He joined at age 17. Started as a junior firefighter, then graduated to “senior” status when he turned 18.
Somewhere along this journey, Briseno and the high school he was attending ended up on separate paths. He followed through and earned a GED—primarily because of encouragement from Lloyd Wientjes, chief of the GWVFD.
As far as good decisions, joining George West’s volunteer fire department was one of his best, Briseno said.
“At the department we’ve worked house fires and grass fires where we can joke around,” Briseno said during an interview last week. “I am going to miss that the most. Everybody is family here.”
Briseno recently joined the United States Army to become a member of the Military Police. His last day in town prior to training was Monday.
Last week, his colleagues in the George West Volunteer Fire Department bid him a fond farewell.

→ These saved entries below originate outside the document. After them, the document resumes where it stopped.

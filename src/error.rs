//! Error types for the board core.
//!
//! `ReconcileError` is the halt taxonomy: every variant stops interpretation
//! until an explicit reset. `GameError` covers the rules adapter and control
//! calls, `ConfigError` the configuration loader.

use std::path::PathBuf;

use crate::domain::PieceKind;

/// Why the reconciler stopped interpreting the board
#[derive(Debug, Clone, PartialEq, Eq, thiserror::Error)]
pub enum ReconcileError {
    /// A square emptied that does not start or continue any legal move
    #[error("illegal lift: {message}")]
    IllegalLift { message: String },

    /// A piece landed where no legal move completes the pending action
    #[error("illegal destination: {message}")]
    IllegalDestination { message: String },

    /// More squares changed in one reading than one legal move can explain
    #[error("unsupported simultaneous change of {squares} squares")]
    UnsupportedSimultaneousChange { squares: usize },

    /// More than one legal move matches what was observed
    #[error("ambiguous completion: {candidates:?} all match")]
    AmbiguousCompletion { candidates: Vec<String> },

    /// The rules engine refused a move the reconciler believed legal
    #[error("engine rejected move {mv}: {message}")]
    EngineRejectedMove { mv: String, message: String },

    /// A pending action outlived the configured staleness window
    #[error("action abandoned after {elapsed_ms} ms")]
    AbandonedAction { elapsed_ms: u64 },
}

impl ReconcileError {
    pub fn illegal_lift(message: impl Into<String>) -> Self {
        ReconcileError::IllegalLift {
            message: message.into(),
        }
    }

    pub fn illegal_destination(message: impl Into<String>) -> Self {
        ReconcileError::IllegalDestination {
            message: message.into(),
        }
    }

    /// Stable snake_case name used in events
    pub fn kind(&self) -> &'static str {
        match self {
            ReconcileError::IllegalLift { .. } => "illegal_lift",
            ReconcileError::IllegalDestination { .. } => "illegal_destination",
            ReconcileError::UnsupportedSimultaneousChange { .. } => {
                "unsupported_simultaneous_change"
            }
            ReconcileError::AmbiguousCompletion { .. } => "ambiguous_completion",
            ReconcileError::EngineRejectedMove { .. } => "engine_rejected_move",
            ReconcileError::AbandonedAction { .. } => "abandoned_action",
        }
    }
}

/// Errors from the game state adapter
#[derive(Debug, thiserror::Error)]
pub enum GameError {
    #[error("invalid FEN '{fen}': {message}")]
    InvalidFen { fen: String, message: String },

    #[error("illegal move {mv} in position {fen}")]
    IllegalMove { mv: String, fen: String },

    #[error("{piece} is not a valid promotion piece")]
    InvalidPromotionPiece { piece: PieceKind },
}

/// Errors loading the session configuration
#[derive(Debug, thiserror::Error)]
pub enum ConfigError {
    #[error("failed to read config file {path}")]
    Read {
        path: PathBuf,
        #[source]
        source: std::io::Error,
    },

    #[error("failed to parse config file {path}")]
    Parse {
        path: PathBuf,
        #[source]
        source: toml::de::Error,
    },

    #[error("invalid config: {message}")]
    Invalid { message: String },
}

/// Result type alias for game operations
pub type GameResult<T> = Result<T, GameError>;
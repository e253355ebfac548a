//! Tracks the last accepted occupancy snapshot.

use crate::domain::{Occupancy, OccupancyDiff};

#[derive(Clone, Debug)]
pub struct OccupancyObserver {
    baseline: Occupancy,
}

impl OccupancyObserver {
    pub fn new(baseline: Occupancy) -> Self {
        Self { baseline }
    }

    pub fn baseline(&self) -> Occupancy {
        self.baseline
    }

    /// Diff of `snapshot` against the baseline. Does not move the baseline.
    pub fn observe(&self, snapshot: Occupancy) -> OccupancyDiff {
        self.baseline.diff(snapshot)
    }

    /// Accept `snapshot` as the new baseline once its diff was interpreted
    pub fn advance(&mut self, snapshot: Occupancy) {
        self.baseline = snapshot;
    }

    /// Replace the baseline with the board's confirmed physical state
    pub fn reset(&mut self, snapshot: Occupancy) {
        self.baseline = snapshot;
    }
}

Briseno will definitely be missed, if the subsequent feedback on the GWVFD Facebook page was any indication:
• Briseno: “I’m really going to miss the FD and the life lessons I’ve learned thanks for the eight most beautiful years of my life to all my brothers and sisters at the GWVFD.”
• Responded Esmerelda Saenz Pierce: “You certainly did grow up in the department and you were always eager to learn from the get go. This I know: You can do the same in the Army. Good Luck!”
• Viola Crouch: “Be careful and thank you...you are truly a HERO!!!”
When Briseno departed Monday, he was en route to San Antonio and, eventually, basic training and advanced individual training at Fort Leonard Wood in Missouri. He expects basic and AIT to be finished in about 19 weeks or so.
He believes the challenges presented by the George West VFD, grass fires, full-fledged fires, rescues and whatnot, were an excellent introduction to the types of calamity he could face as an Army MP.
Lloyd Wientjes, chief of the GWVFD said he had the pleasure of watching Briseno grow into a very responsible man during his eight years with the department.
“He started off as this really young guy who didn’t know that much, but he put his head down and learned and went through fire training schools and became a really good fireman,” the chief said. “He became really dependable.”
Fire Chief Wientjes said at one point, the lessons started really sinking in and Briseno became a mentor to younger firefighters—two of whom are still in high school and only allowed to participate on a restricted basis because of their age.
“I wished him (Briseno) well, and I really hate to see him go, but I believe he is making a good move,” the chief said. “He learned of brotherhood through out department. And he’s going somewhere where brotherhood still means quite a bit.”